#### DATA TO USE:
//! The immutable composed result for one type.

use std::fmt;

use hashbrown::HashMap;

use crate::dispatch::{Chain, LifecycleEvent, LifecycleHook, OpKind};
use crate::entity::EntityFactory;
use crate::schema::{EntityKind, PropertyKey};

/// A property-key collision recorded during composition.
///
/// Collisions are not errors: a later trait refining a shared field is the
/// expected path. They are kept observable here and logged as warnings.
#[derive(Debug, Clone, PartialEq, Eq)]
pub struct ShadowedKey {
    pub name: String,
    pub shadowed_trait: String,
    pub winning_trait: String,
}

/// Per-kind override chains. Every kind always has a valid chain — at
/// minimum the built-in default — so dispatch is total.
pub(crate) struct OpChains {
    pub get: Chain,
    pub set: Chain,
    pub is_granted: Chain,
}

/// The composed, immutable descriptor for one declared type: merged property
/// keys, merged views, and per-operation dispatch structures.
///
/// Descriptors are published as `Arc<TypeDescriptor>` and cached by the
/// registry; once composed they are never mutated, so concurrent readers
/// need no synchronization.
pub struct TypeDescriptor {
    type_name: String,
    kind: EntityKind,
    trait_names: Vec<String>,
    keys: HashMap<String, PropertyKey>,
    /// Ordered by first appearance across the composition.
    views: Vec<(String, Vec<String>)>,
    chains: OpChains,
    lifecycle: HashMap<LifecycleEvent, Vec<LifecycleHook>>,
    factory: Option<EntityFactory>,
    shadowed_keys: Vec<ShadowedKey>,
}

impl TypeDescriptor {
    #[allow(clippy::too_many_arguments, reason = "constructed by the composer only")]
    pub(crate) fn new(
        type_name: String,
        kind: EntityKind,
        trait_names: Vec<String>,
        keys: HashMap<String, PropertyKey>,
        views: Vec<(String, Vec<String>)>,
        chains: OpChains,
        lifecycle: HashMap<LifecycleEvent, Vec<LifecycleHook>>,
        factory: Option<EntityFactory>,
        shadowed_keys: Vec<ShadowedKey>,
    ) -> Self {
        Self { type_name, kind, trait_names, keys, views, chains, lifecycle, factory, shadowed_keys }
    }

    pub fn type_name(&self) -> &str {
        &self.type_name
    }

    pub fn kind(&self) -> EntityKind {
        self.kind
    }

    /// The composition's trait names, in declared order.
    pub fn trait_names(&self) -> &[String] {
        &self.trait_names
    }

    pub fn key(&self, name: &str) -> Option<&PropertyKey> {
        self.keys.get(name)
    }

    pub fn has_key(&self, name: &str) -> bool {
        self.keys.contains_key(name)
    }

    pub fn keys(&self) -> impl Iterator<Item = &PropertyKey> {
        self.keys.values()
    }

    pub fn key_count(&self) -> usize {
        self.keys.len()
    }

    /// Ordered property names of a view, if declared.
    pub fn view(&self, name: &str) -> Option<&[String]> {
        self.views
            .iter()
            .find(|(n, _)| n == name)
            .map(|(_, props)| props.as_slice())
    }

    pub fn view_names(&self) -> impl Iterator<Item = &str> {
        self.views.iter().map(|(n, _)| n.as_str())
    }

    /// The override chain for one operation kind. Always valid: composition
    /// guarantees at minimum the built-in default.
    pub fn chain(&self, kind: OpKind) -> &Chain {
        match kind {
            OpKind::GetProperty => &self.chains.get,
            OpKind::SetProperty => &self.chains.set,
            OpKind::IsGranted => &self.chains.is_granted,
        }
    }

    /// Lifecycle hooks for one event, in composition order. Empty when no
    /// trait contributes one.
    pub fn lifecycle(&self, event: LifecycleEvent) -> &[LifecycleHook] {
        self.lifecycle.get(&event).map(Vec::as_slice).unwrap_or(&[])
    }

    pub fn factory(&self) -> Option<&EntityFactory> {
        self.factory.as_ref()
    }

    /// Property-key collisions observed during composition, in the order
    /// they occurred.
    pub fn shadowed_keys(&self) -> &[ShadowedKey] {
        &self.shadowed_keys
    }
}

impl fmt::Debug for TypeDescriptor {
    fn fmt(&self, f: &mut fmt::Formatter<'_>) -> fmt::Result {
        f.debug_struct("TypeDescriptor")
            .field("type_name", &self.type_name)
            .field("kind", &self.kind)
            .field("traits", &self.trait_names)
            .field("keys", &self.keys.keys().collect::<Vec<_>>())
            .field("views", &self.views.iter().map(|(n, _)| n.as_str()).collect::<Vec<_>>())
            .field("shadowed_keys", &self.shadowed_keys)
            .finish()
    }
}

...

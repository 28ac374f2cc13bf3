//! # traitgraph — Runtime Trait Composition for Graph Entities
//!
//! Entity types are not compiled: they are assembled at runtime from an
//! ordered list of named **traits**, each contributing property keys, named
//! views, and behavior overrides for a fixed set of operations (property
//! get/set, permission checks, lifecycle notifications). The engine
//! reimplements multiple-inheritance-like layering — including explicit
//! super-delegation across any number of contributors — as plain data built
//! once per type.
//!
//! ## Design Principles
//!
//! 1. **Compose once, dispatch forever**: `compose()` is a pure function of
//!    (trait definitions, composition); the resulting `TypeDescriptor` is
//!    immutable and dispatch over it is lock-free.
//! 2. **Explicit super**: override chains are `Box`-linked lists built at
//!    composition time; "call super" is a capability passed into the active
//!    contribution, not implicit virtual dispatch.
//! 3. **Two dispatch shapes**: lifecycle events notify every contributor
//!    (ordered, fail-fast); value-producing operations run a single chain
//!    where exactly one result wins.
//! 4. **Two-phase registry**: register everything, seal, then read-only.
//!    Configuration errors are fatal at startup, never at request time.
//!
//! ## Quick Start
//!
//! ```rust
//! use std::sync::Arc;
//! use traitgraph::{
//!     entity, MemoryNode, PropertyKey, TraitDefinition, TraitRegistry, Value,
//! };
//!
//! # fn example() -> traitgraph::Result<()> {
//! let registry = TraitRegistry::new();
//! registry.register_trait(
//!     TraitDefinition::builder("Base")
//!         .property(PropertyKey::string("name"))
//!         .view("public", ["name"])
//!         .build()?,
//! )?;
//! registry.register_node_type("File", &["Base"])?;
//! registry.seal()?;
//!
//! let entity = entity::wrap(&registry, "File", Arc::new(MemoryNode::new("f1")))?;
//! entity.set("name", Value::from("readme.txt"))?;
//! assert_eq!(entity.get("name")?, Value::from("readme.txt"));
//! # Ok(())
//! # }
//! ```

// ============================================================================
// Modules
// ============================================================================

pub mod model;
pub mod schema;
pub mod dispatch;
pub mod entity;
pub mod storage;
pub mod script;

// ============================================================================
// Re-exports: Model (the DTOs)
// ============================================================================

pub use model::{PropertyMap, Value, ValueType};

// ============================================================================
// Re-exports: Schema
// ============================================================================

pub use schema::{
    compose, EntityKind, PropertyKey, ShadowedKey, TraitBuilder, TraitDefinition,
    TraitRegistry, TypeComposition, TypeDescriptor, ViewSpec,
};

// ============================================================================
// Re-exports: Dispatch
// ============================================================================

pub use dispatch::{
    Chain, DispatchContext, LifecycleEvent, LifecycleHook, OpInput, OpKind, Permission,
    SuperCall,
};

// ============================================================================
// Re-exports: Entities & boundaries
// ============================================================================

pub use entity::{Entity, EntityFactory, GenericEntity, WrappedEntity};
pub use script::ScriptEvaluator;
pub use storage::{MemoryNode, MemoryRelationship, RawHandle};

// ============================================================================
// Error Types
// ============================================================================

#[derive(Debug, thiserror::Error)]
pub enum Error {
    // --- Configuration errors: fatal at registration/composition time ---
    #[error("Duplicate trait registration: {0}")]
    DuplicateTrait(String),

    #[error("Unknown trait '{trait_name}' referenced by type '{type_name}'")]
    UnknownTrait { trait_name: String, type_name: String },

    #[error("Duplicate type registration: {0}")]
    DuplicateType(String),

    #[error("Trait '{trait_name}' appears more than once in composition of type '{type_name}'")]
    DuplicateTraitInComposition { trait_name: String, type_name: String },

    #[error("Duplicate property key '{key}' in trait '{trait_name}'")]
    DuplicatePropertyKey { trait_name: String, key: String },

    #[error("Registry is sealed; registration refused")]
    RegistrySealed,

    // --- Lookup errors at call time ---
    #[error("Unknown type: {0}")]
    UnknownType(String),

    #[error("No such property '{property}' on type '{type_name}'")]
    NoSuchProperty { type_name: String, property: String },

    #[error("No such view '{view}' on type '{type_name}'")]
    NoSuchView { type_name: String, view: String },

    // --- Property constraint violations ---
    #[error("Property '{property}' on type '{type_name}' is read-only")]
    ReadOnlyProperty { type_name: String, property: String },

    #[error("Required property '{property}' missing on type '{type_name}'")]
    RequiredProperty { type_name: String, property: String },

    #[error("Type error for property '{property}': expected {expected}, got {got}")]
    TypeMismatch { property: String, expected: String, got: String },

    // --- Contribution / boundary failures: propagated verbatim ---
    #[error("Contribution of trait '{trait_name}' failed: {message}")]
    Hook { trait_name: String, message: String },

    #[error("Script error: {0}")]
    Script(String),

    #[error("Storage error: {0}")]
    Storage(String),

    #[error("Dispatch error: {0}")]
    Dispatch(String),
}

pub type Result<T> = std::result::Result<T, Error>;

#### YOUR INSTRUCTIONS:
When you find a line in the records that contains the word "from", copy it.

#### YOUR RESPONSE:
//! Entity types are not compiled: they are assembled at runtime from an
//! entity.set("name", Value::from("readme.txt"))?;
//! assert_eq!(entity.get("name")?, Value::from("readme.txt"));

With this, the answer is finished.